Originariamente Scritto da Yele
Visualizza Messaggio
2. non c'è niente di fascista nel mostrare disprezzo per qualcuno che ha compiuto atti già intrinsecamente disprezzati dalla legge che il giudice è chiamato a interpretare, rappresentare e applicare. Semplicemente ha espresso in maniera più "personale" il giudizio della collettività che rappresenta.
ci potrebbe arrivare anche un quasi-analfabeta giuridico, purché usi i neuroni e non sia abbagliato dal desiderio di prevalere, quando non è il caso;
3. a me fa paura che continui ad usare questo tipo di frasi "a me fa veramente paura che una persona del tuo livello di istruzione non se ne renda conto", nello stesso momento in cui deprechi il fatto che un'altra persona abbia espresso le sue emozioni, senza fare male a nessuno. Sei totalmente contraddittorio e non te ne rendi conto.

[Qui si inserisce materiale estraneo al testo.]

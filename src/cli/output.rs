//! Terminal output formatting with colors
//!
//! Respects NO_COLOR, CLICOLOR, CLICOLOR_FORCE automatically.

use colored::Colorize;

/// Print error (red bold "error:" prefix) to stderr
pub fn error(msg: &(impl std::fmt::Display + ?Sized)) {
    eprintln!("{}: {}", "error".red().bold(), msg);
}

/// Print warning (yellow "Warning:" prefix) to stderr
pub fn warning(msg: &(impl std::fmt::Display + ?Sized)) {
    eprintln!("{}: {}", "Warning".yellow(), msg);
}

/// Print success status (green checkmark)
pub fn success(msg: &(impl std::fmt::Display + ?Sized)) {
    println!("{} {}", "✓".green(), msg);
}

/// Print success status indented (green checkmark with leading spaces)
pub fn success_detail(msg: &(impl std::fmt::Display + ?Sized)) {
    println!("  {} {}", "✓".green(), msg);
}

/// Print failure status (red X, indented)
pub fn failure(msg: &(impl std::fmt::Display + ?Sized)) {
    println!("  {} {}", "✗".red(), msg);
}

/// Print a violation headline (red bold)
pub fn violation(msg: &(impl std::fmt::Display + ?Sized)) {
    println!("{}", msg.to_string().red().bold());
}

/// Print completed action (green label)
pub fn action(label: &str, msg: &(impl std::fmt::Display + ?Sized)) {
    println!("{}: {}", label.green(), msg);
}

/// Print section header (cyan bold) with a rule underneath
pub fn header(msg: &(impl std::fmt::Display + ?Sized)) {
    let text = msg.to_string();
    println!("{}", text.cyan().bold());
    println!("{}", "=".repeat(text.chars().count()).cyan());
}

/// Print indented detail (no color)
pub fn detail(msg: &(impl std::fmt::Display + ?Sized)) {
    println!("  {}", msg);
}

/// Print plain output (no color, for data)
pub fn info(msg: &(impl std::fmt::Display + ?Sized)) {
    println!("{}", msg);
}
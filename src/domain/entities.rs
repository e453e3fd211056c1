//! Domain entities: core data structures

use std::fmt;

use serde::{Deserialize, Serialize};

/// One employee record as supplied by the roster.
///
/// Immutable after construction; fields are read through accessors.
#[derive(Debug, Clone, PartialEq, Serialize, Deserialize)]
pub struct Employee {
    id: String,
    first_name: String,
    last_name: String,
    salary: f64,
    manager_id: Option<String>,
}

impl Employee {
    /// Create a record. An empty (or whitespace-only) manager id means "no manager".
    pub fn new(
        id: impl Into<String>,
        first_name: impl Into<String>,
        last_name: impl Into<String>,
        salary: f64,
        manager_id: Option<&str>,
    ) -> Self {
        let manager_id = manager_id
            .map(str::trim)
            .filter(|m| !m.is_empty())
            .map(str::to_string);
        Self {
            id: id.into(),
            first_name: first_name.into(),
            last_name: last_name.into(),
            salary,
            manager_id,
        }
    }

    pub fn id(&self) -> &str {
        &self.id
    }

    pub fn first_name(&self) -> &str {
        &self.first_name
    }

    pub fn last_name(&self) -> &str {
        &self.last_name
    }

    pub fn salary(&self) -> f64 {
        self.salary
    }

    pub fn manager_id(&self) -> Option<&str> {
        self.manager_id.as_deref()
    }

    /// `First Last`
    pub fn full_name(&self) -> String {
        format!("{} {}", self.first_name, self.last_name)
    }
}

impl fmt::Display for Employee {
    fn fmt(&self, f: &mut fmt::Formatter<'_>) -> fmt::Result {
        write!(f, "{} {} (ID: {})", self.first_name, self.last_name, self.id)
    }
}

#[cfg(test)]
mod tests {
    use super::*;

    #[test]
    fn given_empty_manager_id_when_creating_then_has_no_manager() {
        let e = Employee::new("1", "Joe", "Doe", 60000.0, Some(""));
        assert_eq!(e.manager_id(), None);

        let e = Employee::new("1", "Joe", "Doe", 60000.0, Some("   "));
        assert_eq!(e.manager_id(), None);
    }

    #[test]
    fn given_manager_id_when_creating_then_keeps_it() {
        let e = Employee::new("2", "Ann", "Smith", 40000.0, Some("1"));
        assert_eq!(e.manager_id(), Some("1"));
        assert_eq!(e.full_name(), "Ann Smith");
        assert_eq!(e.to_string(), "Ann Smith (ID: 2)");
    }
}
//! Punchclock Server Library
//!
//! Attendance integrity service:
//! - Short-lived signed terminal tokens with single-use nonces
//! - Scan validation against schedule and sequence rules
//! - Per-subject hash-chained attendance ledger in `SQLite`
//! - Daily summaries with weekly, monthly and contract rollups
//! - Axum HTTP API and background rotation and cleanup tasks

pub mod http;
pub mod ledger;
pub mod nonce;
pub mod service;
pub mod state;
pub mod storage;
pub mod summary;
pub mod tasks;
pub mod token;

il giudice ha abusato di un potere, fine; probabilmente la cosa in quell'ordinamento non ha rilievo disciplinare certo, ma culturale certamente;
quanto al tuo parere, la mia paura riguarda una concezione opportunistica dei valori di legalità e libertà che è molto diffusa in Italia, mi fa paura perché è da guerra civile permanente; cioè, la giustizia e la libertà sono cose bellissime, ma quando "quello" mi sta antipatico se gli danno un par di mazzate va bene lo stesso
saresti stata altrettanto accondiscendente nei confronti di un giudice che avesse svillaneggiato un messicano clandestino in circostanze analoghe oppure un reo che fosse anche omosessuale, manifestando ripugnanza o desiderio di umiliare ? perché è questa la domanda che ci si dovrebbe porre; il giudice di uno stato di diritto - in via generale - non può esprimere in aula e in pubblico suoi giudizi morali personali oltre a quelli legittimamente motivati in una sentenza, che lì devono esaurirsi;
se lo vuol fare, lo fa a casa sua con gli amici; oppure, se vuole fare il moralista si dimette;
4. non c'è una "inclinazione ideologica" in quello che ho scritto. Ho illustrato la differenza tra "ruolo" e "persona". Poi ci sono fior di studi che dimostrano che una società (ossia un sistema di comunicazioni) più attento alla persona, produce effetti positivi. Ma non lo dico io.